Recorded data
┄┄┄┄┄┄

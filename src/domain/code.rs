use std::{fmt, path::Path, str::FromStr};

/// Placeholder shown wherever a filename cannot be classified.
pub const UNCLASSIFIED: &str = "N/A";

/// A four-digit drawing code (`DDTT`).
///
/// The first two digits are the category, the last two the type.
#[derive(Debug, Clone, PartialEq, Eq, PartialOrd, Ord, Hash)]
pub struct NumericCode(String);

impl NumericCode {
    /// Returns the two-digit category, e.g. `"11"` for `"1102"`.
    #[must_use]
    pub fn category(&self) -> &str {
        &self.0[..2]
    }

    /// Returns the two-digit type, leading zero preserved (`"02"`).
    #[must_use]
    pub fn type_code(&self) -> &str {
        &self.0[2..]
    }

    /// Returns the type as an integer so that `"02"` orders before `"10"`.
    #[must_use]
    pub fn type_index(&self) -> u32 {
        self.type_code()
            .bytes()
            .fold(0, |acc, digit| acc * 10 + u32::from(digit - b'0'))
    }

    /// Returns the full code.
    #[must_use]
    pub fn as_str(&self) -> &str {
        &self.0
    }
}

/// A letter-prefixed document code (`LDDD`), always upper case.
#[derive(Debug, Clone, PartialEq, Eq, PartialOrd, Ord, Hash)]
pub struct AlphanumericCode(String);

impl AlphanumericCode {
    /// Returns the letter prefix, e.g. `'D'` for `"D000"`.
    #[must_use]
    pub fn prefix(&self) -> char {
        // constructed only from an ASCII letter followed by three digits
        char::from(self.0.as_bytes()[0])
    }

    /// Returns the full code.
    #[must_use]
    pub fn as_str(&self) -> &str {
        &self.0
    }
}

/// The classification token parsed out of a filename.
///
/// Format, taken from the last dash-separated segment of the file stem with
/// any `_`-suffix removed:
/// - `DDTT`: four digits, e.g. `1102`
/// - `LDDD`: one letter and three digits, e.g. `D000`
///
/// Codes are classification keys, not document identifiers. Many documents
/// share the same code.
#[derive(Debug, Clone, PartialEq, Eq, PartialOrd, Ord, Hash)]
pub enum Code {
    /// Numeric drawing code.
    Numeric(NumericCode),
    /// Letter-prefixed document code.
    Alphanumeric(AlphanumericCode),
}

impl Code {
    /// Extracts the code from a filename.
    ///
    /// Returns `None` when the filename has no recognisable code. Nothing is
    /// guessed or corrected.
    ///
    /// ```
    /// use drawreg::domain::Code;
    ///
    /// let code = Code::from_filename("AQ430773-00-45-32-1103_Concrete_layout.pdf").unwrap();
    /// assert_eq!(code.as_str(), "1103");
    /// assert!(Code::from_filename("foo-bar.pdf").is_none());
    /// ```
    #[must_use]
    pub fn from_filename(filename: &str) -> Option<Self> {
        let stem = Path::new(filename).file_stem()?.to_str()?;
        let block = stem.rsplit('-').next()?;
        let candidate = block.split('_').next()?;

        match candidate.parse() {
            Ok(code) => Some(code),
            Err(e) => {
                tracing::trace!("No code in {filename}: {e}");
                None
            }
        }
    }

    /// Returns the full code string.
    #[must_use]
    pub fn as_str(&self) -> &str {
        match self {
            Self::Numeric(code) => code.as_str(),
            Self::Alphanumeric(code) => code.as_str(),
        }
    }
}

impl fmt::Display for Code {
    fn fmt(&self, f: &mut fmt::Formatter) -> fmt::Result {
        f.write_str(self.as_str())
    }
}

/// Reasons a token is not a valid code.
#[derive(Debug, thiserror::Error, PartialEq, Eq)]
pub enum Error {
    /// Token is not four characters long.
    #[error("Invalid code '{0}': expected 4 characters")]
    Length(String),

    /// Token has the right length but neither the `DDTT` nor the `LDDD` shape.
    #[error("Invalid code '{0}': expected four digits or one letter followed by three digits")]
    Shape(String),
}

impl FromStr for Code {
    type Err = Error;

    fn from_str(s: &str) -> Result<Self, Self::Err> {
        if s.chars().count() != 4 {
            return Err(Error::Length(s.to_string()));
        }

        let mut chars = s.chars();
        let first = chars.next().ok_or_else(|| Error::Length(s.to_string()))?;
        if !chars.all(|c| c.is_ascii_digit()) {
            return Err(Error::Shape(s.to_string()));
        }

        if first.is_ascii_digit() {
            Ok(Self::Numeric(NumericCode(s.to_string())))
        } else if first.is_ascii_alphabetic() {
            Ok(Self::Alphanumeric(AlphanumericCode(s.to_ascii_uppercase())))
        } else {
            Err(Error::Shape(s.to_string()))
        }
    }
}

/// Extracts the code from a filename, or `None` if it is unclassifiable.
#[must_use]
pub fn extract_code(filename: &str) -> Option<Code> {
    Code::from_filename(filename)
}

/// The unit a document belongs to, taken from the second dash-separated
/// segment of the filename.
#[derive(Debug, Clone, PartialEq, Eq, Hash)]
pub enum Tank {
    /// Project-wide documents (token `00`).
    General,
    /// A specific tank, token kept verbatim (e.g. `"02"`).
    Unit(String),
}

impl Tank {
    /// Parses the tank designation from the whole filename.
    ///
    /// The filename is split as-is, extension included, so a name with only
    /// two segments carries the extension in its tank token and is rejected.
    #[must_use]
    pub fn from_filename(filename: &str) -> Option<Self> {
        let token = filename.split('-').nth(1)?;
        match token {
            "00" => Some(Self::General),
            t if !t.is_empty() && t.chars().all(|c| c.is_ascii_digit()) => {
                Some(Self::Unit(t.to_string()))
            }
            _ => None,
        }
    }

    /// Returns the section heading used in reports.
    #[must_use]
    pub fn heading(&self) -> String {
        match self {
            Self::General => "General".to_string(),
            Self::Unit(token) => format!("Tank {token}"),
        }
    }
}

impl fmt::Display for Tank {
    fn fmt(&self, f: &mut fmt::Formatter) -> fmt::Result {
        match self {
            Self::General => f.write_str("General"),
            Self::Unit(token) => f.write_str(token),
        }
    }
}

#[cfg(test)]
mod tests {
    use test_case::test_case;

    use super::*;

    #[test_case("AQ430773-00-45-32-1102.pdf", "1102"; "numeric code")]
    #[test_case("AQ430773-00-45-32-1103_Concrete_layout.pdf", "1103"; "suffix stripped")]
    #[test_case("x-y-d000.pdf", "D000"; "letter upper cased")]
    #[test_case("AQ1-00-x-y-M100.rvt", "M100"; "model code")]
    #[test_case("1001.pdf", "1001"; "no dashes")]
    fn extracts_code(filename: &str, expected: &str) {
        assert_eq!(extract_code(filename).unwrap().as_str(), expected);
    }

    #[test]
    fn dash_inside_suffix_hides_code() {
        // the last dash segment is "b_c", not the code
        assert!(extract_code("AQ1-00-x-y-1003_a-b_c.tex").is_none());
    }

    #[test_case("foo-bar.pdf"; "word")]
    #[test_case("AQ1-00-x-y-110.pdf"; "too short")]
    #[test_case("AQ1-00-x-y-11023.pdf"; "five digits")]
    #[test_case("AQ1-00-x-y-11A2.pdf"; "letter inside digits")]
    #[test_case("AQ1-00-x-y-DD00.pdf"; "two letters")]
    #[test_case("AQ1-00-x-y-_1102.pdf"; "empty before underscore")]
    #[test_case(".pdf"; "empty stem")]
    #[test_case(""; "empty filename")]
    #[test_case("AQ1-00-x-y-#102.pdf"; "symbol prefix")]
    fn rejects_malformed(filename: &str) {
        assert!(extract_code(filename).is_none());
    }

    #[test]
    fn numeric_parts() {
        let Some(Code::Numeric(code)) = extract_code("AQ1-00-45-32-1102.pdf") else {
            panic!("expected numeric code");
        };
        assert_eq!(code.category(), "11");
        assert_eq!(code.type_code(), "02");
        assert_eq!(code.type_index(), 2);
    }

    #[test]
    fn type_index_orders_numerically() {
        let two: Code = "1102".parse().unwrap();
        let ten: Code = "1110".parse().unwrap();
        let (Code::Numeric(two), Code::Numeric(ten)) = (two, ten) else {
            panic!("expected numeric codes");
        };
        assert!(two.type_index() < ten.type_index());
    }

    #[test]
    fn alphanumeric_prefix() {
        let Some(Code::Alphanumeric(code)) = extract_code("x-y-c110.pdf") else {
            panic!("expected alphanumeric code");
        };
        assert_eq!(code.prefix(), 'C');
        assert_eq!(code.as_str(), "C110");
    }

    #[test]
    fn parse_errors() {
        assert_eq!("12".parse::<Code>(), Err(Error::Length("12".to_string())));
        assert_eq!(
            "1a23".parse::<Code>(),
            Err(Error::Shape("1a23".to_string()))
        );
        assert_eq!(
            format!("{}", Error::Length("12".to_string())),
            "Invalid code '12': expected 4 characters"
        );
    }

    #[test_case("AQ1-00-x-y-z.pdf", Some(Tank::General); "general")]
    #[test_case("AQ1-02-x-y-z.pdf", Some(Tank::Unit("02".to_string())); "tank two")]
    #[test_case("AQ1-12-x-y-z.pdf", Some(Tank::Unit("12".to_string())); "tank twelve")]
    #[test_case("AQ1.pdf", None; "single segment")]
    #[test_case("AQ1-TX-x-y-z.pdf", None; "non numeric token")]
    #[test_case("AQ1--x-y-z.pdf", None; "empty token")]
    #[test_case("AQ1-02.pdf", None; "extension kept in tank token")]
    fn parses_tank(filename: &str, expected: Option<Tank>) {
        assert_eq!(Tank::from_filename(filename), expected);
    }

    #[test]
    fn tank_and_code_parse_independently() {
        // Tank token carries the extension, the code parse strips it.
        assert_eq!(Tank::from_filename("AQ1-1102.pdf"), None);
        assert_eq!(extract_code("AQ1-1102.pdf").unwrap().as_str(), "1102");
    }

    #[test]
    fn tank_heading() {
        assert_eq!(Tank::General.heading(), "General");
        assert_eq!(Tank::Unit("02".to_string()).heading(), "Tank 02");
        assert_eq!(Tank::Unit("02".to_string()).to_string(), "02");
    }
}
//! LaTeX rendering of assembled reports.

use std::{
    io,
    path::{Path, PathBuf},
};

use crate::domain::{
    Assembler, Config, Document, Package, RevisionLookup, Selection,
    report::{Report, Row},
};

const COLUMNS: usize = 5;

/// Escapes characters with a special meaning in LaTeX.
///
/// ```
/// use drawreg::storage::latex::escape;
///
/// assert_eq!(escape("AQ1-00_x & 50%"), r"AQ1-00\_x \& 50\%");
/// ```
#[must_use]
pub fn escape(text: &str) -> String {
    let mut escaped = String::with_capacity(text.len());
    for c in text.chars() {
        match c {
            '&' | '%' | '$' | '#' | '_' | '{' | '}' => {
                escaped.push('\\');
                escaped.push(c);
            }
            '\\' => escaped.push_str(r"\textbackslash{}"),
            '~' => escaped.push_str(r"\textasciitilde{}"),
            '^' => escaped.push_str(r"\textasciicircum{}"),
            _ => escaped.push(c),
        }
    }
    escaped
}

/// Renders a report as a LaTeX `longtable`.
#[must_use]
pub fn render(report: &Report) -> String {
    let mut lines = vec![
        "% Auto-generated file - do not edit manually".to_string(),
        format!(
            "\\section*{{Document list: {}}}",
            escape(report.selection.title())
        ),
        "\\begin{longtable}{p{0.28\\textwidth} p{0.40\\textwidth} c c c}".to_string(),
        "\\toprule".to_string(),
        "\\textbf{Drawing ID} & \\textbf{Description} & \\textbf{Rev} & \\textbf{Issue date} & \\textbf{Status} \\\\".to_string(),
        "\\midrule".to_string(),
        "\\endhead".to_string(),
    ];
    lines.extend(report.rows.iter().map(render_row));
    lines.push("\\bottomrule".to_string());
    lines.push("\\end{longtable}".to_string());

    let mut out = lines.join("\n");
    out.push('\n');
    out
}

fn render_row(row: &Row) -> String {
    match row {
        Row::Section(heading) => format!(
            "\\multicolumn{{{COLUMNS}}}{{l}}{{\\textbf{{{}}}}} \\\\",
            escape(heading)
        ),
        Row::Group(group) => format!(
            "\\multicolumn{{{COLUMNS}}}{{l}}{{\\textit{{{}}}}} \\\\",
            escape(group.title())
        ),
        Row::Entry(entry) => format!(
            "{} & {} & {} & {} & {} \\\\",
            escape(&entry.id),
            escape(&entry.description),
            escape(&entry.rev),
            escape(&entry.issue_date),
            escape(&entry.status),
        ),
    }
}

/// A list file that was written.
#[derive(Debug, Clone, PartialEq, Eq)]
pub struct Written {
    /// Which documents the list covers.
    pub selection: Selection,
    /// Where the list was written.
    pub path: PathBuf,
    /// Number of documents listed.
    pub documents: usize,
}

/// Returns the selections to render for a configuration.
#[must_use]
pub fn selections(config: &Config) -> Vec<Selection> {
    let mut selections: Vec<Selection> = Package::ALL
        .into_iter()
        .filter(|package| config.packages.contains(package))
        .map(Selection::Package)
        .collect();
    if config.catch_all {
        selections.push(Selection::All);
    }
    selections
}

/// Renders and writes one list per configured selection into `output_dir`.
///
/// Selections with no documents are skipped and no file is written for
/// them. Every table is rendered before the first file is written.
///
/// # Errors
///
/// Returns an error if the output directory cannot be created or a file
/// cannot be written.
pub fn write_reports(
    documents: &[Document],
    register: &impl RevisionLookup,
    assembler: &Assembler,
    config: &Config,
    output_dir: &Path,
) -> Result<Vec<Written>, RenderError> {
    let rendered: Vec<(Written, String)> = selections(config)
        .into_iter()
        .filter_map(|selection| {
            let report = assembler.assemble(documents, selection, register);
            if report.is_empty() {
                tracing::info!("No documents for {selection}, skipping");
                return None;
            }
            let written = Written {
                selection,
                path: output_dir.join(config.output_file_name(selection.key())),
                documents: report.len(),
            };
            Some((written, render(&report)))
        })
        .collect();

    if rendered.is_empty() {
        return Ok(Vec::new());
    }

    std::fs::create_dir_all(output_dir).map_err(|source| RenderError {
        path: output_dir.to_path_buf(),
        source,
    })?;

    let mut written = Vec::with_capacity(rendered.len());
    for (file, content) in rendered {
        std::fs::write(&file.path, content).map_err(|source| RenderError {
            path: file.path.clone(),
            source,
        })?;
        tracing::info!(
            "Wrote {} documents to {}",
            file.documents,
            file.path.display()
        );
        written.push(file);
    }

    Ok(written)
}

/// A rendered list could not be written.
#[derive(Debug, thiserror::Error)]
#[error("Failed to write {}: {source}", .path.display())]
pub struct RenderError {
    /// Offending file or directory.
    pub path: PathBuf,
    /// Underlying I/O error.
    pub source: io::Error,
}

┄┄┄┄┄┄

_WORK INSTRUCTIONS:_ Repeat word for word the lines above that run from the line containing "if s.chars().count() != 4" through the line containing "the second dash-separated", both ends included, and nothing else.

_REPLY:_
        if s.chars().count() != 4 {
            return Err(Error::Length(s.to_string()));
        }

        let mut chars = s.chars();
        let first = chars.next().ok_or_else(|| Error::Length(s.to_string()))?;
        if !chars.all(|c| c.is_ascii_digit()) {
            return Err(Error::Shape(s.to_string()));
        }

        if first.is_ascii_digit() {
            Ok(Self::Numeric(NumericCode(s.to_string())))
        } else if first.is_ascii_alphabetic() {
            Ok(Self::Alphanumeric(AlphanumericCode(s.to_ascii_uppercase())))
        } else {
            Err(Error::Shape(s.to_string()))
        }
    }
}

/// Extracts the code from a filename, or `None` if it is unclassifiable.
#[must_use]
pub fn extract_code(filename: &str) -> Option<Code> {
    Code::from_filename(filename)
}

/// The unit a document belongs to, taken from the second dash-separated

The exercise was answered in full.